Один такой вечер я не забуду никогда. Кажется, нас было всего трое. Я приготовил ужин, а остальные взяли на себя снабжение вином и коньяком. (В таких случаях мы пили только лучший коньяк.) Это было время, когда только-только поднималась суматоха вокруг Гитлера. Иногда мы с Джоуи слушали его выступления в публичных местах — по радио, разумеется. Надо признаться, это нас страшно развлекало, особенно отвратительный немецкий Гитлера. По дороге домой Джоуи великолепно передразнивал его манеру говорить.

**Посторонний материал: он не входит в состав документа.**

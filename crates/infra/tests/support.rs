//! Shared helpers for infra integration tests

#![allow(dead_code)]

use async_trait::async_trait;
use cleanplayer_core::AccessTokenProvider;
use cleanplayer_infra::HttpClient;

/// Hands out a fixed token, or none.
pub struct FixedToken(pub Option<&'static str>);

#[async_trait]
impl AccessTokenProvider for FixedToken {
    async fn access_token(&self) -> Option<String> {
        self.0.map(ToString::to_string)
    }
}

/// HTTP client that talks straight to the local mock server.
pub fn local_http() -> HttpClient {
    HttpClient::builder().use_system_proxy(false).build().expect("http client")
}
//! Per-session context
//!
//! The resolved provider user id lives here, owned by one manager instance,
//! never in process-wide state. It is re-resolved each session and cleared
//! only by logout.

use std::fmt;

/// Lifecycle states of one session
#[derive(Debug, Clone, Copy, PartialEq, Eq, Hash)]
pub enum SessionState {
    NoCredential,
    Authorizing,
    Exchanging,
    /// Tokens sit in the device-local store, not yet keyed by user id
    LocalOnly,
    Migrating,
    RemoteResident,
    Refreshing,
    Failed,
}

impl SessionState {
    #[must_use]
    pub const fn as_str(&self) -> &'static str {
        match self {
            Self::NoCredential => "no_credential",
            Self::Authorizing => "authorizing",
            Self::Exchanging => "exchanging",
            Self::LocalOnly => "local_only",
            Self::Migrating => "migrating",
            Self::RemoteResident => "remote_resident",
            Self::Refreshing => "refreshing",
            Self::Failed => "failed",
        }
    }
}

impl fmt::Display for SessionState {
    fn fmt(&self, f: &mut fmt::Formatter<'_>) -> fmt::Result {
        f.write_str(self.as_str())
    }
}

#[derive(Debug, Clone, PartialEq, Eq)]
pub struct SessionContext {
    pub user_id: Option<String>,
    pub state: SessionState,
}

impl SessionContext {
    #[must_use]
    pub const fn new() -> Self {
        Self { user_id: None, state: SessionState::NoCredential }
    }

    /// Resume a session whose user id is already known to the caller.
    #[must_use]
    pub fn for_user(user_id: impl Into<String>) -> Self {
        Self { user_id: Some(user_id.into()), state: SessionState::RemoteResident }
    }
}

impl Default for SessionContext {
    fn default() -> Self {
        Self::new()
    }
}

Итак, в тот самый вечер, о котором речь, на вилле Сера, Даррелл подстрекал Джоуи, подливая ему ликера и гогоча над каждой его глупой шуткой. Вдруг Джоуи сбил бутылку, разбил пару стаканов и стал еще более гротескно выглядеть, чем когда-либо, — почему-то он был босиком. Когда случилась эта неприятность, он вначале не понял, что пол теперь усыпан битым стеклом, а понял только, когда заметил кровь, идущую из порезов на ногах. От этого Альф еще больше развеселился и как будто поглупел. Продолжая скакать вокруг стола, он начал еще и петь по-немецки, то и дело прикладываясь к вину, к коньяку, ко всему, что попадалось под руку. Теперь, к нашему изумлению, он исступленно пародировал Гитлера. (Кстати, цивилизованные люди вроде нас даже и не подумали остановить кровь или попросить его прекратить свои сумасшедшие танцы. Даррелл и я валялись к этому времени в истерике от хохота. Мы и думать забыли о порезах приятеля и хлещущей крови.)
— Еще, еще! — орали мы.
Теперь он цитировал немецкую поэзию — и плохую, и хорошую. Мы затянули вместе «Die Lorelei»[32], а затем и другие немецкие песни.
Наконец Джо упал на кровать, его ноги были в крови — словно его распяли. Даррелл отправился домой, а я пошел спать в соседнюю комнату. Разгром был ужасный — недоеденный ужин, битое стекло, бутылки на полу и следы крови повсюду.
Я проснулся в шесть утра, услышав, как Джоуи проходит через мою спальню в ванную комнату. Он двигался так, словно не может понять, где находится.
Он бормотал что-то о том, что его вырвало и что он упал с дивана в собственную блевотину. Наутро, когда femme de menage[33] пришла убираться, ее охватил ужас. Она сказала, что всегда считала меня джентльменом, но такого свинарника, о нет, такого она еще в своей жизни не видела. Я задобрил ее, дав хорошие чаевые, и она успокоилась. (С французами всегда так — не важно, что случилось, пара франков способна творить чудеса.)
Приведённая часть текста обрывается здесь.